11.2 Writable CD Formats
The physical and logical format used by
writable CDs is defined in the rainbow books described in Chapter 10. The following sections provide an overview of
how data is physically and logically stored on writable CDs. For
further detail, refer to the rainbow books.
 |
CD-R discs are manufactured with a pregroove
track that is 600 nanometers (nm) wide with a 1,600 nm pitch. The
pregroove includes an impressed timing wobble of
±30nm radial excursion at 22.05 KHz, with an FM carrier
modulated at 1 KHz superimposed on the pregroove. This modulation
provides an absolute clock signal (called absolute time in
pregroove, or ATIP) that provides an absolute location
reference for any sector on the CD-R disc. Absolute addresses on the
CD-R disc are specified in the form HH:MM:SS using ATIP information.
Audio CDs are addressable in this manner with resolution of 1 second
(75 sectors). Data CDs are addressable to the individual sector
level.
|
|
11.2.1 Physical Formats
Because they must be readable in a
standard CD-ROM drive or CD player, writable CDs use a physical
format nearly identical to pressed CDs. The dimensions of a CD are
120.00mm in diameter (60.00mm radius) with a 15.00mm diameter central
hole that accommodates the rotating center spindle of the drive.
Beginning at the edge of the center hole (radius 7.50mm) and
proceeding outward, a CD-R disc is divided into the following
areas:
- Clamping Area
-
The
Clamping Area is that portion of the disc that
the drive spindle grasps to rotate the disc. On a pressed CD, this
area extends from radius 7.50mm to 23.00mm. On a writable CD, this
area occupies radius 7.50mm to 22.35mm.
- System Use Area
-
The System Use
Area (SUA) is present only on
writable discs, occupies radius 22.35mm to 23.00mm, and can be
thought of as equivalent to the boot sector of a hard disk.

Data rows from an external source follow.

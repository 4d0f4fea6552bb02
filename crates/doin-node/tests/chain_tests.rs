//! Fork choice, finality, anchoring and block sync at the node boundary.

mod common;

use common::*;
use doin_chain::{Anchor, AnchorVerdict};
use doin_crypto::Keypair;
use doin_node::NodeMode;
use chrono::Utc;

/// Heaviest-chain resolution: a branch with fewer optimae but more weighted
/// increment displaces the current chain.
#[tokio::test]
async fn test_heavier_fork_wins() {
    let node = make_node("node", &["evaluator"], test_params(), None);
    let sender = Keypair::generate();
    let genesis = node.node.block_at(0).await.unwrap();

    // Branch X: three accepted optimae summing to 0.5.
    let block_x = build_block(
        &genesis,
        vec![
            accepted_optima_tx(0.2, 1),
            accepted_optima_tx(0.2, 2),
            accepted_optima_tx(0.1, 3),
        ],
        1,
    );
    announce_block(&node, &block_x, &sender).await;
    assert_eq!(node.node.tip_hash().await, block_x.hash);

    // Branch Y: two optimae summing to 0.9 — heavier despite fewer.
    let block_y = build_block(
        &genesis,
        vec![accepted_optima_tx(0.5, 4), accepted_optima_tx(0.4, 5)],
        2,
    );
    announce_block(&node, &block_y, &sender).await;

    assert_eq!(node.node.chain_height().await, 1);
    assert_eq!(node.node.tip_hash().await, block_y.hash);
}

/// The lighter branch does not displace a heavier chain.
#[tokio::test]
async fn test_lighter_fork_ignored() {
    let node = make_node("node", &["evaluator"], test_params(), None);
    let sender = Keypair::generate();
    let genesis = node.node.block_at(0).await.unwrap();

    let heavy = build_block(&genesis, vec![accepted_optima_tx(0.9, 1)], 1);
    announce_block(&node, &heavy, &sender).await;

    let light = build_block(&genesis, vec![accepted_optima_tx(0.5, 2)], 2);
    announce_block(&node, &light, &sender).await;

    assert_eq!(node.node.tip_hash().await, heavy.hash);
}

/// Finality blocks reorgs: once a block is buried `confirmation_depth`
/// deep, even an arbitrarily heavy competing branch is rejected.
#[tokio::test]
async fn test_finality_blocks_reorg() {
    let node = make_node("node", &["evaluator"], test_params(), None);
    let sender = Keypair::generate();
    let genesis = node.node.block_at(0).await.unwrap();

    // Honest chain: height 3 finalizes block 1 (depth 2).
    let b1 = build_block(&genesis, vec![accepted_optima_tx(0.1, 1)], 1);
    let b2 = build_block(&b1, vec![], 1);
    let b3 = build_block(&b2, vec![], 1);
    for block in [&b1, &b2, &b3] {
        announce_block(&node, block, &sender).await;
    }
    assert_eq!(node.node.status().await.finalized_height, 1);

    // An attacker branches below the finalized height with massive weight.
    let attacker = Keypair::generate();
    let evil = build_block(&genesis, vec![accepted_optima_tx(100.0, 9)], 6);
    announce_block(&node, &evil, &attacker).await;

    // The canonical chain is untouched and the proposer distrusted.
    assert_eq!(node.node.tip_hash().await, b3.hash);
    let peers = node.node.peer_infos().await;
    let flagged = peers
        .iter()
        .find(|p| p.peer_id == attacker.peer_id())
        .map(|p| p.untrusted)
        .unwrap_or(false);
    assert!(flagged, "attacker serving a finality-crossing branch is flagged");
}

/// Exactly `confirmation_depth` confirmations finalize; one fewer leaves
/// the block reorgable.
#[tokio::test]
async fn test_finality_depth_boundary() {
    let node = make_node("node", &["evaluator"], test_params(), None);
    let sender = Keypair::generate();
    let genesis = node.node.block_at(0).await.unwrap();

    let b1 = build_block(&genesis, vec![accepted_optima_tx(0.1, 1)], 1);
    let b2 = build_block(&b1, vec![], 1);
    announce_block(&node, &b1, &sender).await;
    announce_block(&node, &b2, &sender).await;
    // Height 2, depth 2: block 1 has depth-1 confirmations only.
    assert_eq!(node.node.status().await.finalized_height, 0);

    // A heavier branch from genesis still reorgs block 1 away.
    let fork1 = build_block(&genesis, vec![accepted_optima_tx(5.0, 2)], 2);
    announce_block(&node, &fork1, &sender).await;
    assert_eq!(node.node.tip_hash().await, fork1.hash);
}

/// An external anchor that disagrees with local history flips the node to
/// SUSPECT; no further blocks are accepted until the operator resumes.
#[tokio::test]
async fn test_anchor_divergence_suspends() {
    let node = make_node("node", &["evaluator"], test_params(), None);
    let sender = Keypair::generate();
    let genesis = node.node.block_at(0).await.unwrap();
    let b1 = build_block(&genesis, vec![accepted_optima_tx(0.1, 1)], 1);
    announce_block(&node, &b1, &sender).await;

    // A matching anchor changes nothing.
    let verdict = node
        .node
        .on_external_anchor(Anchor {
            height: 1,
            block_hash: b1.hash,
            timestamp: Utc::now(),
        })
        .await;
    assert_eq!(verdict, AnchorVerdict::Match);
    assert_eq!(node.node.mode().await, NodeMode::Normal);

    // A conflicting anchor at a height we hold: SUSPECT.
    let verdict = node
        .node
        .on_external_anchor(Anchor {
            height: 1,
            block_hash: doin_types::Digest::hash(b"someone-elses-history"),
            timestamp: Utc::now(),
        })
        .await;
    assert_eq!(verdict, AnchorVerdict::Divergence);
    assert_eq!(node.node.mode().await, NodeMode::Suspect);
    assert_eq!(node.node.status().await.mode, NodeMode::Suspect);

    // Announcements are refused while suspect.
    let b2 = build_block(&b1, vec![], 1);
    announce_block(&node, &b2, &sender).await;
    assert_eq!(node.node.chain_height().await, 1);

    // Operator intervention resumes progress.
    node.node.operator_resume().await;
    assert_eq!(node.node.mode().await, NodeMode::Normal);
    announce_block(&node, &b2, &sender).await;
    assert_eq!(node.node.chain_height().await, 2);
}

/// A freshly-started node syncs a peer's chain through the status/request/
/// response handshake and converges on the same tip.
#[tokio::test]
async fn test_fresh_node_syncs_chain() {
    let seeded = make_node("seeded", &["evaluator"], test_params(), None);
    let sender = Keypair::generate();
    let genesis = seeded.node.block_at(0).await.unwrap();

    let mut parent = genesis;
    for i in 0..5u8 {
        let block = build_block(&parent, vec![accepted_optima_tx(0.1, i)], 1);
        announce_block(&seeded, &block, &sender).await;
        parent = block;
    }
    assert_eq!(seeded.node.chain_height().await, 5);

    // Discovery handshake carries the chain status; the fresh node pulls
    // the missing range and validates each block before appending.
    let fresh = make_node("fresh", &["evaluator"], test_params(), None);
    connect(&seeded, &fresh).await;

    assert_eq!(fresh.node.chain_height().await, 5);
    assert_eq!(fresh.node.tip_hash().await, seeded.node.tip_hash().await);
    assert_eq!(fresh.node.mode().await, NodeMode::Normal);
}

/// The announcement of a far-ahead block triggers the same catch-up.
#[tokio::test]
async fn test_announcement_gap_triggers_sync() {
    let seeded = make_node("seeded", &["evaluator"], test_params(), None);
    let sender = Keypair::generate();
    let genesis = seeded.node.block_at(0).await.unwrap();

    let mut blocks = Vec::new();
    let mut parent = genesis;
    for i in 0..4u8 {
        let block = build_block(&parent, vec![accepted_optima_tx(0.1, i)], 1);
        announce_block(&seeded, &block, &sender).await;
        parent = block.clone();
        blocks.push(block);
    }

    let fresh = make_node("fresh", &["evaluator"], test_params(), None);
    // The fresh node hears only the tip announcement: index 4 > 0 + 1.
    let outbox = announce_block(&fresh, &blocks[3], &sender).await;
    // It responds with a ranged block request; serve it from the seeded
    // node and deliver the response.
    assert!(!outbox.is_empty());
    exchange(&fresh, &seeded, outbox, Vec::new()).await;

    assert_eq!(fresh.node.chain_height().await, 4);
    assert_eq!(fresh.node.tip_hash().await, seeded.node.tip_hash().await);
}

The SUA
contains data that tells a CD drive or player what kind of
information is stored on the disc, where it is located, and what
format it uses. The SUA is inside the radius readable by standard
CD-ROM drives and CD players, so only CD recorders can read and write
to this area. The SUA is divided into two subareas:
- Optimal Power Calibration Area
-
The Optimal
Power Calibration Area (OPCA), often
called the Power Calibration Area
(PCA) for short, is used by the CD writer as a
testing area to decide the best write schema to
use when writing to that disc. Each time you insert a disc into a
CD-R drive, the drive fires its writing LASER at the PCA to calibrate
that disc against the drive. Each such calibration uses one ATIP
frame. Only 99 PCA ATIP frames are available, which limits a CD-R
disc to 99 or fewer recording sessions.
Many variables determine how the drive should best write to that
disc—the type of dye and reflective backing material the disc
uses, the proposed write speed, the firmware level of the drive, and
so on. From this calibration testing, the drive decides the power
level to use when writing, and whether to use a short write schema
(typical for cyanine-based discs) or a long write schema (typical for
pthalocyanine- and azo-based discs). The PCA begins at radius 22.35mm
(ATIP -00:00:36 relative to the 23.00mm beginning of the Lead-in Area
described later in this section).
- Program Memory Area
-
The Program Memory
Area (PMA) begins where the PCA ends,
and extends to the beginning of the Lead-in Area at radius 23.00mm.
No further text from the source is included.